Its historical origins lie in early Christianity, later in the Eastern Church and Irish Church, and then in Puritan Sabbatarianism, which delineated precepts for keeping Sunday, the Lord's Day, holy in observance of Sabbath commandment principles.

Non-Sabbatarianism is the view opposing all Sabbatarianism, declaring Christians to be free of mandates to follow such specific observances. It upholds the principle in Christian church doctrine that the church is not bound by such law or code, but is free to set in place and time such observances as uphold Sabbath principles according to its doctrine: to establish a day of rest, or not, and to establish a day of worship, or not, whether on Saturday or on Sunday or on some other day. It includes some nondenominational churches.

History

Theological background
Most Christian Churches, including the Roman Catholic Church, Methodist Churches and Reformed Churches, have traditionally held that law in the Old Covenant has three components: ceremonial, moral, and civil.
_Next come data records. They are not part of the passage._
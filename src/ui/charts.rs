use eframe::egui::{Color32, Ui};
use egui_plot::{Bar, BarChart, Plot, PlotPoints, Points};

use crate::color::ColorMap;
use crate::data::aggregate;
use crate::data::model::Value;

// ---------------------------------------------------------------------------
// Chart widgets bound to pipeline aggregates
// ---------------------------------------------------------------------------

const CHART_HEIGHT: f32 = 240.0;

/// Vertical bar chart of category counts, tooltips carrying each category's
/// share of the aggregate total. A distribution with fewer than two distinct
/// values degrades to an informational message instead of a one-bar chart.
pub fn count_bars(ui: &mut Ui, id: &str, counts: &[(Value, usize)], what: &str) {
    if counts.is_empty() {
        ui.label(format!("No {what} data in the current selection."));
        return;
    }
    if counts.len() < 2 {
        let (value, n) = &counts[0];
        ui.label(format!(
            "All {n} cars in the current selection share one {what}: {value}."
        ));
        return;
    }

    let colors = ColorMap::from_categories(counts.iter().map(|(v, _)| v));
    let shares = aggregate::percentages(counts);
    let bars: Vec<Bar> = counts
        .iter()
        .zip(&shares)
        .enumerate()
        .map(|(i, ((value, n), (_, pct)))| {
            Bar::new(i as f64, *n as f64)
                .width(0.6)
                .name(format!("{value}: {n} ({pct:.1}%)"))
                .fill(colors.color_for(value))
        })
        .collect();

    let labels: Vec<String> = counts.iter().map(|(v, _)| v.to_string()).collect();
    category_plot(ui, id, labels, bars);
}

/// Vertical bar chart of a grouped mean, largest group first.
pub fn mean_bars(ui: &mut Ui, id: &str, entries: &[(String, f64)], what: &str) {
    if entries.is_empty() {
        ui.label(format!("No {what} data in the current selection."));
        return;
    }

    let categories: Vec<Value> = entries
        .iter()
        .map(|(label, _)| Value::String(label.clone()))
        .collect();
    let colors = ColorMap::from_categories(categories.iter());
    let bars: Vec<Bar> = entries
        .iter()
        .enumerate()
        .map(|(i, (label, mean))| {
            Bar::new(i as f64, *mean)
                .width(0.6)
                .name(format!("{label}: {mean:.0}"))
                .fill(colors.color_for(&Value::String(label.clone())))
        })
        .collect();

    let labels: Vec<String> = entries.iter().map(|(label, _)| label.clone()).collect();
    category_plot(ui, id, labels, bars);
}

/// Horizontal ranking chart, best entry on top.
pub fn ranking_bars(ui: &mut Ui, id: &str, entries: &[(String, f64)]) {
    if entries.is_empty() {
        ui.label("No data to rank in the current selection.");
        return;
    }

    let n = entries.len();
    let bars: Vec<Bar> = entries
        .iter()
        .enumerate()
        .map(|(i, (label, value))| {
            Bar::new((n - 1 - i) as f64, *value)
                .width(0.6)
                .name(format!("{label}: {value:.0}"))
                .fill(Color32::LIGHT_BLUE)
        })
        .collect();

    // Bar positions run bottom-up, so labels are stored reversed.
    let labels: Vec<String> = entries
        .iter()
        .rev()
        .map(|(label, _)| label.clone())
        .collect();
    Plot::new(id.to_string())
        .height(CHART_HEIGHT)
        .allow_drag(false)
        .allow_scroll(false)
        .allow_zoom(false)
        .allow_boxed_zoom(false)
        .y_axis_formatter(move |mark, _range| axis_label(&labels, mark.value))
        .show(ui, |plot_ui| {
            plot_ui.bar_chart(BarChart::new(bars).horizontal());
        });
}

/// Scatter plot of paired numeric columns.
pub fn scatter(ui: &mut Ui, id: &str, points: Vec<[f64; 2]>, x_label: &str, y_label: &str) {
    if points.is_empty() {
        ui.label("No complete data points in the current selection.");
        return;
    }

    Plot::new(id.to_string())
        .height(CHART_HEIGHT)
        .x_axis_label(x_label)
        .y_axis_label(y_label)
        .show(ui, |plot_ui| {
            plot_ui.points(
                Points::new(PlotPoints::from(points))
                    .radius(2.5)
                    .color(Color32::LIGHT_BLUE),
            );
        });
}

// -- Helpers --

/// Render a static categorical bar chart: interactions off, integer
/// positions labelled with the category names.
fn category_plot(ui: &mut Ui, id: &str, labels: Vec<String>, bars: Vec<Bar>) {
    Plot::new(id.to_string())
        .height(CHART_HEIGHT)
        .allow_drag(false)
        .allow_scroll(false)
        .allow_zoom(false)
        .allow_boxed_zoom(false)
        .x_axis_formatter(move |mark, _range| axis_label(&labels, mark.value))
        .show(ui, |plot_ui| {
            plot_ui.bar_chart(BarChart::new(bars));
        });
}

fn axis_label(labels: &[String], position: f64) -> String {
    let nearest = position.round();
    if (position - nearest).abs() > 0.3 || nearest < 0.0 {
        return String::new();
    }
    labels.get(nearest as usize).cloned().unwrap_or_default()
}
They teach that while the ceremonial and civil (judicial) laws have been abolished, the moral law as contained in the Ten Commandments still continues to bind Christian believers. Among these Ten Commandments, which are believed by Jews and Christians to be written by the finger of God, is "Remember the sabbath day, to keep it holy." However, Jews in the tradition of Maimonides posit that anthropomorphism in the Torah, such as the use of body part names, is completely metaphorical, as human bodies are based on potencies of God, not the other way around.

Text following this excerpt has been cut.